Being a person? Pretty hard. Being vulnerable on a regular basis? SO tough. I’ve really created an uphill, dance battle for myself. I continuously run into this one problem, leaving my writing to hang with the tumbleweeds of the internet. I get the urge to write, my favorite thing to do in the world, and then, out of nowhere, the sails can find no wind, there’s a train and no track, there’s a will but certainly no way I can sit down and put thoughts to paper. I hit this same wall every time and it crushes me.
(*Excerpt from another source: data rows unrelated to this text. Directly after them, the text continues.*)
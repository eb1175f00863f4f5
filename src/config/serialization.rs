//! Config serialization to TOML
//!
//! Single source of truth for config file format.

use super::Config;

/// Render an optional coordinate as a key line (commented out when unset)
fn coordinate_line(key: &str, value: Option<f64>) -> String {
    match value {
        Some(v) => format!("{key} = {v:?}"),
        None => format!("# {key} = 0.0"),
    }
}

impl Config {
    /// Serialize config to TOML string
    pub fn to_toml(&self) -> String {
        format!(
            r#"# fleet-browser configuration

# Base URL of the boat data service (env: FLEET_API_URL)
api_url = "{api_url}"

# Per-request timeout in seconds (env: FLEET_TIMEOUT_SECS)
request_timeout_secs = {timeout}

# Device location for the near-me map
[location]
provider = "{provider}"         # fixed | none
{latitude}
{longitude}
on_unavailable = "{policy}"     # silent | notify

# Logging configuration
[logging]
level = "{level}"  # trace, debug, info, warn, error (RUST_LOG env var overrides this)
file_enabled = {file_enabled}
file_dir = "{file_dir}"
file_rotation = "{file_rotation}"  # hourly | daily | never
file_prefix = "{file_prefix}"
"#,
            api_url = self.api_url,
            timeout = self.request_timeout_secs,
            provider = self.location.source.as_str(),
            latitude = coordinate_line("latitude", self.location.latitude),
            longitude = coordinate_line("longitude", self.location.longitude),
            policy = self.location.on_unavailable.as_str(),
            level = self.logging.level,
            file_enabled = self.logging.file_enabled,
            file_dir = self.logging.file_dir.display(),
            file_rotation = self.logging.file_rotation.as_str(),
            file_prefix = self.logging.file_prefix,
        )
    }
}
//! Component error taxonomy
//!
//! Errors stay local to the component that hit them; none of these are fatal.
//! Application plumbing (config, terminal setup) uses `anyhow` instead.

use thiserror::Error;

/// Failure reported by the boat data service
#[derive(Debug, Error, Clone, PartialEq)]
pub enum ServiceError {
    /// The request never produced a response (connect, timeout, ...)
    #[error("request failed: {0}")]
    Transport(String),

    /// The service answered with an error; the message is user-facing
    #[error("{0}")]
    Rejected(String),

    /// The response body could not be decoded
    #[error("malformed response: {0}")]
    Decode(String),
}

/// Read-side failure: recorded for display, retried only by the next
/// filter change or refresh
#[derive(Debug, Error, Clone, PartialEq)]
pub enum FetchError {
    #[error(transparent)]
    Service(#[from] ServiceError),

    #[error("unknown boat type: {0:?}")]
    UnknownBoatType(String),

    #[error("malformed payload: {0}")]
    MalformedPayload(String),
}

/// Write-side failure: surfaced to the user, unsaved edits are kept
#[derive(Debug, Error, Clone, PartialEq)]
pub enum SaveError {
    #[error("{0}")]
    Rejected(String),

    #[error("edit references unknown boat {0:?}")]
    UnknownRecord(String),

    #[error("nothing to save")]
    Empty,
}

impl From<ServiceError> for SaveError {
    fn from(err: ServiceError) -> Self {
        match err {
            ServiceError::Rejected(message) => SaveError::Rejected(message),
            other => SaveError::Rejected(other.to_string()),
        }
    }
}

/// Geolocation outcome other than a position
#[derive(Debug, Error, Clone, PartialEq, Eq)]
pub enum LocationError {
    #[error("geolocation is not supported")]
    Unsupported,

    #[error("geolocation permission denied")]
    Denied,

    #[error("position unavailable: {0}")]
    Unavailable(String),
}
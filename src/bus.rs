//! # Selection Bus
//!
//! In-process publish/subscribe channel for "selection changed" notifications.
//!
//! Each subscriber owns an unbounded queue, so `publish` never waits on a slow
//! consumer and every message reaches every subscriber registered at publish
//! time, in publish order. Nothing is retained: a subscriber registered after
//! a publish never sees it. Dropping a [`Subscription`] unregisters it, which
//! ties subscribe/unsubscribe to the owning component's lifetime.

use crate::events::SelectionMessage;
use std::sync::{Arc, Mutex, MutexGuard, Weak};
use tokio::sync::mpsc;
use tracing::{debug, trace};

#[derive(Debug, Default)]
struct Registry {
    next_id: u64,
    subscribers: Vec<(u64, mpsc::UnboundedSender<SelectionMessage>)>,
    published: u64,
}

fn lock(registry: &Mutex<Registry>) -> MutexGuard<'_, Registry> {
    registry
        .lock()
        .unwrap_or_else(|poisoned| poisoned.into_inner())
}

/// Application-scoped selection channel; clones share one registry
#[derive(Debug, Clone, Default)]
pub struct SelectionBus {
    registry: Arc<Mutex<Registry>>,
}

impl SelectionBus {
    pub fn new() -> Self {
        Self::default()
    }

    /// Register a subscriber; it receives every later publish until dropped
    #[must_use]
    pub fn subscribe(&self) -> Subscription {
        let (tx, rx) = mpsc::unbounded_channel();
        let mut registry = lock(&self.registry);
        let id = registry.next_id;
        registry.next_id += 1;
        registry.subscribers.push((id, tx));
        debug!(subscriber = id, "Selection subscriber registered");

        Subscription {
            id,
            rx,
            registry: Arc::downgrade(&self.registry),
        }
    }

    /// Deliver to every registered subscriber
    ///
    /// Returns the number of subscribers reached.
    pub fn publish(&self, message: SelectionMessage) -> usize {
        let mut registry = lock(&self.registry);
        registry.published += 1;
        registry
            .subscribers
            .retain(|(_, tx)| tx.send(message.clone()).is_ok());
        let delivered = registry.subscribers.len();
        trace!(record_id = %message.record_id, delivered, "Selection published");
        delivered
    }

    pub fn subscriber_count(&self) -> usize {
        lock(&self.registry).subscribers.len()
    }

    /// Total publishes since the bus was created
    pub fn published_count(&self) -> u64 {
        lock(&self.registry).published
    }
}

/// Receiving handle of one subscriber
///
/// Unregisters itself from the bus when dropped.
#[derive(Debug)]
pub struct Subscription {
    id: u64,
    rx: mpsc::UnboundedReceiver<SelectionMessage>,
    registry: Weak<Mutex<Registry>>,
}

impl Subscription {
    /// Wait for the next message; `None` once the bus is gone
    pub async fn recv(&mut self) -> Option<SelectionMessage> {
        self.rx.recv().await
    }

    /// Next queued message, if any
    pub fn try_recv(&mut self) -> Option<SelectionMessage> {
        self.rx.try_recv().ok()
    }
}

impl Drop for Subscription {
    fn drop(&mut self) {
        if let Some(registry) = self.registry.upgrade() {
            lock(&registry).subscribers.retain(|(id, _)| *id != self.id);
            debug!(subscriber = self.id, "Selection subscriber unregistered");
        }
    }
}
It all starts with what feels like the biggest question in the world:
Why does it matter?
It’s something my favorite journalism professor always urged us to think of when we sat down to write a story, a great mantra when I was just a bright-eyed and bushy-tailed student who wanted to uncover truth, hope and purpose through the life around me. Now, a sardonic, latest-twenties, 9 to 5-er with an undying love for bedtime, I find the levity in possibility and the belief that my words mean a damn thing to be a little more sparse. My heart is not completely hardened. I’ve lived deep down in the forest where pessimism rules before and it got way too cozy with my depression for me to ever go back there. I also just genuinely find that life and people at their deepest core are truly good. You can call that naivety, but I call that growth. At its simplest, my problem is this: I don’t know how to write about the hard stuff when there’s no happy ending.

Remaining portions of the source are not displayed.